HHEM is the most-cited industry leaderboard (GPT-4o 1.5%, Gemini-2 Flash 0.7%) and is what serious LLM-ops teams check first.
TruthfulQA is part of the Open LLM Leaderboard family; near-universal name recognition.
HaluEval provides the largest open dataset (35K) for QA-fact-style claim detection.
LiarBench is what we are building specifically for outbound business-claim audit — the niche Anti-Lie targets and that the others do not cover.

How to reproduce (once v0.2.0 ships)

See benchmarks/PLAN.md for setup, datasets, and acceptance scripts.

⚠️ No fake numbers: Anti-Lie will never claim a benchmark score we have not run end-to-end on the open dataset with hook installed.
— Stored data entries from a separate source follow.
//! Severity levels and ordering (spec §4.8.5).

/// `trace < debug < info < warn < error < fatal`. Declared in that order so
/// the derived [`Ord`] matches the spec's ordering directly.
#[derive(Debug, Clone, Copy, PartialEq, Eq, PartialOrd, Ord, Hash)]
pub enum Severity {
    Trace,
    Debug,
    Info,
    Warn,
    Error,
    Fatal,
}

impl Severity {
    #[must_use]
    pub const fn as_str(self) -> &'static str {
        match self {
            Self::Trace => "TRACE",
            Self::Debug => "DEBUG",
            Self::Info => "INFO",
            Self::Warn => "WARN",
            Self::Error => "ERROR",
            Self::Fatal => "FATAL",
        }
    }
}

impl std::fmt::Display for Severity {
    fn fmt(&self, f: &mut std::fmt::Formatter<'_>) -> std::fmt::Result {
        f.write_str(self.as_str())
    }
}

#[cfg(test)]
mod tests {
    use super::*;

    #[test]
    fn ordering_matches_spec() {
        assert!(Severity::Trace < Severity::Debug);
        assert!(Severity::Debug < Severity::Info);
        assert!(Severity::Info < Severity::Warn);
        assert!(Severity::Warn < Severity::Error);
        assert!(Severity::Error < Severity::Fatal);
    }
}
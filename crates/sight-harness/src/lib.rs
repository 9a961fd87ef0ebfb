//! Command implementations behind the `sight-harness` CLI (see `main.rs`).
//!
//! Kept separate from `main.rs` so the scenarios it demonstrates —
//! buffer registration under a policy, the platform probe report, and the
//! logger's rotate-key/extract cycle — are unit-testable without shelling
//! out to the binary, matching the teacher's split between a thin `main.rs`
//! and a library crate the `tests/` directory exercises directly.

use std::path::{Path, PathBuf};
use std::sync::Arc;

use serde::Serialize;
use thiserror::Error;

use sight_log::{extract as log_extract, LogError, LogRecord, Logger, Severity, SinkFilter};
use sight_memory::{BarrierDump, BufferManager, ByteSize, MemoryError, Stats, ValveDump};

#[derive(Debug, Error)]
pub enum HarnessError {
    #[error(transparent)]
    Memory(#[from] MemoryError),
    #[error(transparent)]
    Log(#[from] LogError),
    #[error("failed to register a buffer of size {0:?}")]
    RegisterFailed(String),
}

/// `SIGHT_SCRATCH_DIR`, falling back to an explicit CLI flag, falling back
/// to a temp-dir default (spec §2 ambient config surface).
#[must_use]
pub fn resolve_scratch_dir(explicit: Option<PathBuf>) -> PathBuf {
    explicit
        .or_else(|| std::env::var_os("SIGHT_SCRATCH_DIR").map(PathBuf::from))
        .unwrap_or_else(|| std::env::temp_dir().join("sight-harness-scratch"))
}

/// `SIGHT_LOG_PASSWORD`, falling back to an explicit CLI flag.
#[must_use]
pub fn resolve_log_password(explicit: Option<String>) -> Option<String> {
    explicit.or_else(|| std::env::var("SIGHT_LOG_PASSWORD").ok())
}

/// The `probe` subcommand's machine-readable output (spec §2 supplemented
/// feature: `PlatformProbe::report()`).
#[derive(Debug, Serialize)]
pub struct ProbeReport {
    pub total_system: u64,
    pub free_system: u64,
    pub used_system: u64,
    pub used_process: u64,
    pub estimate_free: u64,
    pub human: String,
}

#[must_use]
pub fn probe_report() -> ProbeReport {
    let probe = sight_memory::PlatformProbe::new();
    ProbeReport {
        total_system: probe.total_system().bytes(),
        free_system: probe.free_system().bytes(),
        used_system: probe.used_system().bytes(),
        used_process: probe.used_process().bytes(),
        estimate_free: probe.estimate_free().bytes(),
        human: probe.report(),
    }
}

/// Which eviction policy the `buffers` subcommand installs before
/// registering its test buffers.
#[derive(Debug, Clone, Copy, PartialEq, Eq)]
pub enum PolicyChoice {
    Never,
    Barrier,
    Valve,
}

impl PolicyChoice {
    #[must_use]
    pub fn parse(s: &str) -> Option<Self> {
        match s.to_ascii_lowercase().as_str() {
            "never" => Some(Self::Never),
            "barrier" => Some(Self::Barrier),
            "valve" => Some(Self::Valve),
            _ => None,
        }
    }
}

/// Parameters for the `buffers` subcommand: a list of `ByteSize` literals
/// to register and the policy to register them under.
pub struct BufferRunConfig {
    pub sizes: Vec<String>,
    pub policy: PolicyChoice,
    pub barrier: Option<String>,
    pub min_free_mem: Option<String>,
    pub hysteresis_offset: Option<String>,
}

/// Per-buffer and aggregate results of a `buffers` run.
#[derive(Debug, Serialize)]
pub struct BufferRunReport {
    pub stats: Stats,
    pub resident: Vec<bool>,
}

/// Register one buffer per entry of `config.sizes` under the requested
/// policy and report which ones ended up resident — a scriptable rendition
/// of the manual S1-S5 scenarios from spec §8.
pub fn run_buffers(scratch_dir: &Path, config: &BufferRunConfig) -> Result<BufferRunReport, HarnessError> {
    let manager = BufferManager::new(scratch_dir);

    match config.policy {
        PolicyChoice::Never => {}
        PolicyChoice::Barrier => {
            let policy = Arc::new(BarrierDump::new());
            if let Some(barrier) = &config.barrier {
                policy.set("barrier", barrier)?;
            }
            manager.set_policy(policy);
        }
        PolicyChoice::Valve => {
            let policy = Arc::new(ValveDump::new());
            if let Some(min_free) = &config.min_free_mem {
                policy.set("min_free_mem", min_free)?;
            }
            if let Some(hysteresis) = &config.hysteresis_offset {
                policy.set("hysteresis_offset", hysteresis)?;
            }
            manager.set_policy(policy);
        }
    }

    let mut handles = Vec::with_capacity(config.sizes.len());
    for literal in &config.sizes {
        let size = ByteSize::parse(literal).map_err(MemoryError::from)?;
        let handle = manager.register_buffer(size.bytes())?;
        handles.push(handle);
    }

    let resident = handles
        .iter()
        .map(|h| manager.info(*h).map(|info| info.resident).unwrap_or(false))
        .collect();

    Ok(BufferRunReport {
        stats: manager.stats(),
        resident,
    })
}

/// Parameters for the `log demo` subcommand: write a few records, rotate
/// the encryption key, write more, and report the final extracted text
/// (spec §4.8.3's rotate-then-merge protocol end to end).
pub struct LogDemoConfig {
    pub dir: PathBuf,
    pub old_password: String,
    pub new_password: String,
    pub messages_before: Vec<String>,
    pub messages_after: Vec<String>,
}

#[derive(Debug, Serialize)]
pub struct LogDemoReport {
    pub initial_path: PathBuf,
    pub final_path: PathBuf,
    pub known_paths: Vec<PathBuf>,
    pub extracted_text: String,
}

pub fn run_log_demo(config: &LogDemoConfig) -> Result<LogDemoReport, HarnessError> {
    let logger = Logger::new();
    let id = logger.add_encrypted_file(
        config.dir.join("sight.log"),
        config.old_password.clone(),
        SinkFilter {
            min_severity: Severity::Trace,
            channel: None,
        },
        false,
    )?;
    let initial_path = logger.current_path(id).expect("sink just created");

    for message in &config.messages_before {
        logger.log(LogRecord::new(Severity::Info, message.clone()));
    }

    logger.rotate_key(id, &config.new_password, Some(&config.old_password))?;

    for message in &config.messages_after {
        logger.log(LogRecord::new(Severity::Info, message.clone()));
    }
    logger.shutdown();

    let final_path = logger.current_path(id).expect("sink survives rotation");
    let known_paths = logger.known_paths(id).unwrap_or_default();

    let extracted = config.dir.join("sight-extracted.txt");
    log_extract(&final_path, &extracted, Some(&config.new_password))?;
    let extracted_text = std::fs::read_to_string(&extracted).unwrap_or_default();

    Ok(LogDemoReport {
        initial_path,
        final_path,
        known_paths,
        extracted_text,
    })
}

/// The standalone `log extract` subcommand: decrypt/decompress one file.
pub fn run_extract(input: &Path, output: &Path, password: Option<&str>) -> Result<(), HarnessError> {
    log_extract(input, output, password).map_err(HarnessError::from)
}
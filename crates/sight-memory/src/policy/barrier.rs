//! Barrier policy (spec §4.6, C6).
//!
//! Grounded in `original_source/libs/core/core/memory/policy/BarrierDump.cpp`:
//! track `total_allocated`/`total_dumped` as events flow in, and whenever
//! `alive = total_allocated - total_dumped` crosses `barrier`, dump the
//! oldest unlocked candidates until it no longer does.

use parking_lot::Mutex;

use crate::buffer::{BufferInfo, Handle};
use crate::byte_size::ByteSize;
use crate::error::MemoryError;
use crate::manager::BufferManager;
use crate::policy::EvictionPolicy;

const DEFAULT_BARRIER_BYTES: u64 = 500 * 1024 * 1024;

struct State {
    total_allocated: u64,
    total_dumped: u64,
    barrier: u64,
}

/// Evict oldest unlocked buffers once alive bytes exceed a threshold.
pub struct BarrierDump {
    state: Mutex<State>,
}

impl BarrierDump {
    #[must_use]
    pub fn new() -> Self {
        Self {
            state: Mutex::new(State {
                total_allocated: 0,
                total_dumped: 0,
                barrier: DEFAULT_BARRIER_BYTES,
            }),
        }
    }

    fn account(&self, old_info: &BufferInfo, new_size: u64) {
        let mut state = self.state.lock();
        debug_assert!(state.total_allocated >= old_info.size, "allocation accounting inconsistency");
        state.total_allocated = state.total_allocated.saturating_sub(old_info.size) + new_size;
        if !old_info.resident {
            debug_assert!(state.total_dumped >= old_info.size, "dump accounting inconsistency");
            state.total_dumped = state.total_dumped.saturating_sub(old_info.size);
        }
        debug_assert!(state.total_allocated >= state.total_dumped);
    }

    fn total_alive(&self) -> u64 {
        let state = self.state.lock();
        state.total_allocated.saturating_sub(state.total_dumped)
    }

    fn is_barrier_crossed(&self) -> bool {
        let state = self.state.lock();
        state.total_allocated.saturating_sub(state.total_dumped) > state.barrier
    }

    /// Dump candidates, oldest `last_access` first, until `nb_of_bytes` have
    /// been freed or no candidates remain.
    fn dump(&self, manager: &BufferManager, nb_of_bytes: u64) -> u64 {
        let mut dumped = 0_u64;
        while dumped < nb_of_bytes {
            let Some(handle) = manager.eviction_candidate() else {
                break;
            };
            let size = manager.info(handle).map_or(0, |info| info.size);
            if manager.dump(handle) {
                dumped += size;
            } else {
                break;
            }
        }
        dumped
    }

    fn apply(&self, manager: &BufferManager) {
        if self.is_barrier_crossed() {
            let over = self.total_alive().saturating_sub(self.state.lock().barrier);
            self.dump(manager, over);
        }
    }
}

impl Default for BarrierDump {
    fn default() -> Self {
        Self::new()
    }
}

impl EvictionPolicy for BarrierDump {
    fn on_allocation_request(&self, manager: &BufferManager, _handle: Handle, info: &BufferInfo, new_size: u64) {
        self.account(info, new_size);
        self.apply(manager);
    }

    fn on_set_request(&self, manager: &BufferManager, _handle: Handle, info: &BufferInfo, new_size: u64) {
        self.account(info, new_size);
        self.apply(manager);
    }

    fn on_reallocate_request(&self, manager: &BufferManager, _handle: Handle, info: &BufferInfo, new_size: u64) {
        self.account(info, new_size);
        self.apply(manager);
    }

    fn on_destroy(&self, _manager: &BufferManager, _handle: Handle, info: &BufferInfo) {
        let mut state = self.state.lock();
        if !info.resident {
            state.total_dumped = state.total_dumped.saturating_sub(info.size);
        }
        state.total_allocated = state.total_allocated.saturating_sub(info.size);
    }

    fn on_unlock(&self, manager: &BufferManager, _handle: Handle, _info: &BufferInfo) {
        self.apply(manager);
    }

    fn on_dump_success(&self, _handle: Handle, info: &BufferInfo) {
        self.state.lock().total_dumped += info.size;
    }

    fn on_restore_success(&self, _handle: Handle, info: &BufferInfo) {
        let mut state = self.state.lock();
        state.total_dumped = state.total_dumped.saturating_sub(info.size);
    }

    fn refresh(&self, manager: &BufferManager) {
        let stats = manager.stats();
        {
            let mut state = self.state.lock();
            state.total_allocated = stats.total_managed;
            state.total_dumped = stats.total_dumped;
        }
        self.apply(manager);
    }

    fn names(&self) -> &'static [&'static str] {
        &["barrier"]
    }

    fn get(&self, name: &str) -> Option<String> {
        if name == "barrier" {
            Some(ByteSize::of(self.state.lock().barrier, crate::byte_size::Unit::Bytes)?.to_string())
        } else {
            None
        }
    }

    fn set(&self, name: &str, value: &str) -> Result<(), MemoryError> {
        if name != "barrier" {
            return Err(MemoryError::UnknownParam(name.to_string()));
        }
        let size = ByteSize::parse(value)?;
        self.state.lock().barrier = size.bytes();
        Ok(())
    }
}

#[cfg(test)]
mod tests {
    use super::*;
    use crate::manager::BufferManager;
    use std::sync::Arc;

    #[test]
    fn s2_locking_dumped_buffer_restores_and_dumps_another() {
        let dir = tempfile::tempdir().unwrap();
        let mgr = BufferManager::new(dir.path());
        let policy = Arc::new(BarrierDump::new());
        policy.set("barrier", "250 MiB").unwrap();
        mgr.set_policy(policy);

        let mib = 1024 * 1024;
        let a = mgr.register_buffer(100 * mib).unwrap();
        let b = mgr.register_buffer(100 * mib).unwrap();
        let c = mgr.register_buffer(100 * mib).unwrap();
        assert!(!mgr.info(a).unwrap().resident);

        let pin = mgr.lock(a).unwrap();
        assert!(mgr.info(a).unwrap().resident);
        let still_dumped = [b, c].into_iter().filter(|h| !mgr.info(*h).unwrap().resident).count();
        assert_eq!(still_dumped, 1);
        assert_eq!(mgr.stats().total_dumped, 100 * mib);
        drop(pin);
    }

    #[test]
    fn s3_all_locked_means_no_eviction() {
        let dir = tempfile::tempdir().unwrap();
        let mgr = BufferManager::new(dir.path());
        let policy = Arc::new(BarrierDump::new());
        policy.set("barrier", "250 MiB").unwrap();
        mgr.set_policy(policy);

        let mib = 1024 * 1024;
        let a = mgr.register_buffer(100 * mib).unwrap();
        let b = mgr.register_buffer(100 * mib).unwrap();
        let c = mgr.register_buffer(100 * mib).unwrap();
        let pins = [mgr.lock(a).unwrap(), mgr.lock(b).unwrap(), mgr.lock(c).unwrap()];

        let _d = mgr.register_buffer(100 * mib).unwrap();
        assert_eq!(mgr.stats().total_dumped, 0);
        assert!(mgr.stats().total_managed - mgr.stats().total_dumped > 250 * mib);
        drop(pins);
    }

    #[test]
    fn unknown_param_is_rejected() {
        let policy = BarrierDump::new();
        assert!(matches!(policy.set("bogus", "1"), Err(MemoryError::UnknownParam(_))));
    }
}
We follow the standard set by the MemPalace independent review — credit benchmark scores to the embedding/model component when applicable, not to the wrapper.

Architecture

Anti-Lie does not primarily intercept API calls. It intercepts unsupported factual claims in outbound language. The standard pipeline has five conceptual stages: Session Log Reader / Sentence Splitter / Fact Extractor / Verify Engine / Interceptor Middleware. Think of it as a flight recorder and liability audit desk for the AI era. When something goes wrong, you do not ask the model to explain itself. You inspect the ledger.

flowchart LR
  A[LLM Output] --> B[Sentence Splitter]
  B --> C[Fact Extractor]
  C --> D[Receipt Match]
  D --> E{T-tag verdict}
  E -->|T1 / T4 / T7| F[PASS]
  E -->|T2 / T3 / T6| G[WARN + label]
  E -->|T5| H[BLOCK: Fail-Closed]

Session Log Reader rebuilds the tool timeline and receipt book. Sentence Splitter makes the unit of review small enough to matter. Fact Extractor extracts numbers, entities, dates, source attributions, and hard claims. Verify Engine assigns T1-T7 using receipt overlap, freshness windows, and policy rules. Interceptor Middleware passes, warns, rewrites, or physically blocks outbound messages.

The pipeline is intentionally dull, hard-edged, and falsifiable. Enterprise systems cannot use “the answer sounded grounded” as a safety policy. Anti-Lie requires a verdict before outbound delivery. If the model tries to forge trust by writing something like “I checked the file” or “[T1 verified]” but the session log contains no corresponding action, the Verify Engine treats that as a more dangerous T5, not a more trustworthy T1.

The architecture also keeps Anti-Lie compatible with existing stacks. You can use prompt guardrails, RAG, eval frameworks, tracing platforms, agent runtimes, and custom middleware. Anti-Lie sits at the outbound edge and asks the final question those systems often skip: does this exact sentence have a receipt?

Real-World Interception Examples

The examples below are public-safe demonstrations. The receipts are illustrative samples, not private production data. The important part is the chain from sentence to extracted fact to receipt state to verdict. Anti-Lie is useful only when this chain is inspectable.

Example 1 — T1 Green: verified web/tool fact

Original output

“The package requires Node.js 20 or newer.”

Extracted fact

Entity: package runtime requirement
Number: Node.js 20+
Claim type: technical requirement

Receipt status

Matched receipt: package manifest or documentation fetch contains the same runtime requirement
Overlap: exact numeric and entity match
Risk class: low-to-medium technical fact

Final verdict

T1 Verified Tool/Web
Action: PASS
Why: the sentence is not merely plausible; it is backed by a fresh tool receipt. If the receipt changes, the verdict changes.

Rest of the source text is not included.